Genetic variant located on chromosome 17p12 contributes to prostate cancer onset and biochemical recurrence

Abstract

The genetic contribution to prostate cancer (PC) onset and clinical heterogeneity has an important impact on the disease stratification accuracy. Despite the fact that radical prostatectomy (RP) is an effective treatment for localized PC, a considerable number of individuals develop biochemical recurrence (BCR) following surgery. In the present study, we decided to investigate the significance of genetic variability in a homogeneous group of Romanian men and to determine if genotyping could provide information regarding the possible implications of rs4054823 susceptibility loci in PC progression and outcome.

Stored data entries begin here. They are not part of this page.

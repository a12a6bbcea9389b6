use serde::{Deserialize, Serialize};

#[derive(Debug, Clone, PartialEq, Eq, Serialize, Deserialize)]
pub struct TeamOwner {
    pub team: String,
    pub owner: String,
}

impl TeamOwner {
    pub fn label(&self) -> String {
        format!("{} ({})", self.team, self.owner)
    }
}

#[derive(Debug, Clone, PartialEq, Serialize, Deserialize)]
pub struct MatchResult {
    #[serde(rename = "match", alias = "matchNumber")]
    pub match_number: u32,
    pub score: f64,
    pub points: f64,
}

#[derive(Debug, Clone, PartialEq, Serialize, Deserialize)]
#[serde(rename_all = "camelCase")]
pub struct Team {
    pub name: String,
    pub total_points: f64,
    #[serde(default)]
    pub matches: Vec<MatchResult>,
}

impl Team {
    pub fn latest_match(&self) -> Option<u32> {
        self.matches.iter().map(|m| m.match_number).max()
    }

    pub fn has_match_through(&self, last_match: u32) -> bool {
        self.matches.iter().any(|m| m.match_number <= last_match)
    }

    pub fn points_through(&self, last_match: u32) -> f64 {
        self.matches
            .iter()
            .filter(|m| m.match_number <= last_match)
            .map(|m| m.points)
            .sum()
    }
}

#[derive(Debug, Clone, PartialEq, Serialize, Deserialize)]
#[serde(rename_all = "camelCase")]
pub struct LeaderboardEntry {
    pub rank: u32,
    pub team: String,
    pub owner: String,
    pub points: f64,
    pub matches_played: usize,
    pub matches: Vec<MatchResult>,
    pub previous_rank: u32,
}

impl LeaderboardEntry {
    pub fn movement(&self) -> RankMovement {
        RankMovement::between(self.previous_rank, self.rank)
    }
}

#[derive(Debug, Clone, Copy, PartialEq, Eq, Serialize)]
#[serde(tag = "direction", rename_all = "lowercase")]
pub enum RankMovement {
    Up { places: u32 },
    Down { places: u32 },
    Same,
}

impl RankMovement {
    pub fn between(previous: u32, current: u32) -> Self {
        if current < previous {
            RankMovement::Up {
                places: previous - current,
            }
        } else if current > previous {
            RankMovement::Down {
                places: current - previous,
            }
        } else {
            RankMovement::Same
        }
    }
}

#[derive(Debug, Clone, PartialEq, Eq, Serialize, Deserialize)]
pub struct Fixture {
    #[serde(rename = "match", alias = "matchNumber")]
    pub match_number: u32,
    pub date: String,
    #[serde(rename = "fixture", alias = "fixtureLabel")]
    pub fixture_label: String,
    pub time: String,
    pub venue: String,
}

#[derive(Debug, Clone, PartialEq, Serialize, Deserialize)]
pub struct ScoringData {
    pub teams: Vec<Team>,
}

#[derive(Debug, Clone, PartialEq, Serialize)]
#[serde(rename_all = "camelCase")]
pub struct CachedScoring {
    pub teams: Vec<Team>,
    pub last_updated: String,
}
use std::time::Duration;

use anyhow::{Context, Result};
use once_cell::sync::OnceCell;
use reqwest::Client;

const REQUEST_TIMEOUT_SECS: u64 = 15;
const USER_AGENT: &str = concat!("kbl_dashboard/", env!("CARGO_PKG_VERSION"));

static CLIENT: OnceCell<Client> = OnceCell::new();

pub fn http_client() -> Result<&'static Client> {
    CLIENT.get_or_try_init(|| {
        Client::builder()
            .timeout(Duration::from_secs(REQUEST_TIMEOUT_SECS))
            .user_agent(USER_AGENT)
            .build()
            .context("failed to build http client")
    })
}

A total of 78 samples from both PC and benign prostatic hyperplasia (BPH) patients were genotyped. The genotype frequencies were examined to see if there was a link between the 17p12 SNP and PC disease. When compared to the BPH group, the PC group had a significantly higher frequency of the T risk variant (P = 0.0056) and TT genotype (P = 0.0164). Subsequent analysis revealed that the TT genotype had a significantly higher frequency among younger PC patients based on their age at diagnosis and that it was related with a greater probability of BCR (P = 0.02). According to our findings, the TT genotype appears to be a risk factor for early-onset PC and a potential predictor for BCR after RP.